[Saved entries]
+-------+

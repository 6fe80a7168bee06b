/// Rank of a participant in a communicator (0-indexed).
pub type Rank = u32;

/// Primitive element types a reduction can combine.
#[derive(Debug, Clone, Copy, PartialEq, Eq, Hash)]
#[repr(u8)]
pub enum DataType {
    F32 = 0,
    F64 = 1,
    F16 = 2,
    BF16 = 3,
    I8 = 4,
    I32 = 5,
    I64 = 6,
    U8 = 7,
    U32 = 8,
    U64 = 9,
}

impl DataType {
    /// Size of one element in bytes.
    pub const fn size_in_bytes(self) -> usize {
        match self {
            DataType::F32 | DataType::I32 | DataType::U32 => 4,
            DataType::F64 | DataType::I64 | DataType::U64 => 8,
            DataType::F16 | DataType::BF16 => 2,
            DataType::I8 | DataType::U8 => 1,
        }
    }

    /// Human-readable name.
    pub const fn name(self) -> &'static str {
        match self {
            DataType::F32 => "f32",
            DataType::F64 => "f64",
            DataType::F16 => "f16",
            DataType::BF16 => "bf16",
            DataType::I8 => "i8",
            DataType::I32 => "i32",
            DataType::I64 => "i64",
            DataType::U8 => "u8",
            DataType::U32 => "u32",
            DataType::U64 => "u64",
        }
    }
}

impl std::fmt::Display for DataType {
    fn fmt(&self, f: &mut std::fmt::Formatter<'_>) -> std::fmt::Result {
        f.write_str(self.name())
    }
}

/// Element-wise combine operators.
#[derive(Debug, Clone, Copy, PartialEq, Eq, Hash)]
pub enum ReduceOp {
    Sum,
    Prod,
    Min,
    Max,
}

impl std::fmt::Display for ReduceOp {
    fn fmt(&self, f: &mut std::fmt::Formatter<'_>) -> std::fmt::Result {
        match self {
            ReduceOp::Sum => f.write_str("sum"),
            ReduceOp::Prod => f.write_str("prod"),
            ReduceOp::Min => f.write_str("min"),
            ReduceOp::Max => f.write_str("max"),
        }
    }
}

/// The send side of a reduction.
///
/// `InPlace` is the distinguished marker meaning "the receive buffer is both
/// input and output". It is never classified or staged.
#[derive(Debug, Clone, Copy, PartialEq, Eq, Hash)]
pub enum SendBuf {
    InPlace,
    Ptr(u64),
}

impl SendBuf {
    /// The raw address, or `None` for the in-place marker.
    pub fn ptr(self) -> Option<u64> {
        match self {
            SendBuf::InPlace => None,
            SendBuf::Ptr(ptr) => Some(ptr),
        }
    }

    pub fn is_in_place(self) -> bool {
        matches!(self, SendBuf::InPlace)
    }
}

+-------+

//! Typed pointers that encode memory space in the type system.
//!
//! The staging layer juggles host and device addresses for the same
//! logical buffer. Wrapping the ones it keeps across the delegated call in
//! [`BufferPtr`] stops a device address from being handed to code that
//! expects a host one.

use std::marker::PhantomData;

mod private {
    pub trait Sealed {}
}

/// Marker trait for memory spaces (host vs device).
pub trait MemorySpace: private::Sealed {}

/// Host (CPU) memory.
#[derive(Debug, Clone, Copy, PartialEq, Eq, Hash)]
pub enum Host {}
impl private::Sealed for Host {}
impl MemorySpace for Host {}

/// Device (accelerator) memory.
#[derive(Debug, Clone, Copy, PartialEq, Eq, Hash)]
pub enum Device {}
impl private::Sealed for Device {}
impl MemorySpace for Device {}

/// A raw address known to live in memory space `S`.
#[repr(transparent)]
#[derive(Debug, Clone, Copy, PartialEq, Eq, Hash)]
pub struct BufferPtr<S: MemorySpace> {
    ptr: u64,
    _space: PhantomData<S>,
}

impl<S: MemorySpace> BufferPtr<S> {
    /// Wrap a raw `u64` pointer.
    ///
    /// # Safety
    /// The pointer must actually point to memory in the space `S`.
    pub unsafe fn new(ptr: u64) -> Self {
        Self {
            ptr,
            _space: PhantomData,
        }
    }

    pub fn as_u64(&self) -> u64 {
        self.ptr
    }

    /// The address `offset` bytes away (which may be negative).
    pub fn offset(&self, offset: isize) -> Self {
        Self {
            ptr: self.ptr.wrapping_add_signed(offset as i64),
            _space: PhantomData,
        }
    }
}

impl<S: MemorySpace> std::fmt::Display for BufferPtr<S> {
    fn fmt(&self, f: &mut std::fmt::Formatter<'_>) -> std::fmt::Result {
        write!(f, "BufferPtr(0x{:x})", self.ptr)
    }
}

+-------+

(Instructions for the task): Every line above from the line with "delegated call in" to the line with "pub enum Device" is wanted, ends included; write them out exactly and add no other line.

(Output for this exercise):
//! logical buffer. Wrapping the ones it keeps across the delegated call in
//! [`BufferPtr`] stops a device address from being handed to code that
//! expects a host one.

use std::marker::PhantomData;

mod private {
    pub trait Sealed {}
}

/// Marker trait for memory spaces (host vs device).
pub trait MemorySpace: private::Sealed {}

/// Host (CPU) memory.
#[derive(Debug, Clone, Copy, PartialEq, Eq, Hash)]
pub enum Host {}
impl private::Sealed for Host {}
impl MemorySpace for Host {}

/// Device (accelerator) memory.
#[derive(Debug, Clone, Copy, PartialEq, Eq, Hash)]
pub enum Device {}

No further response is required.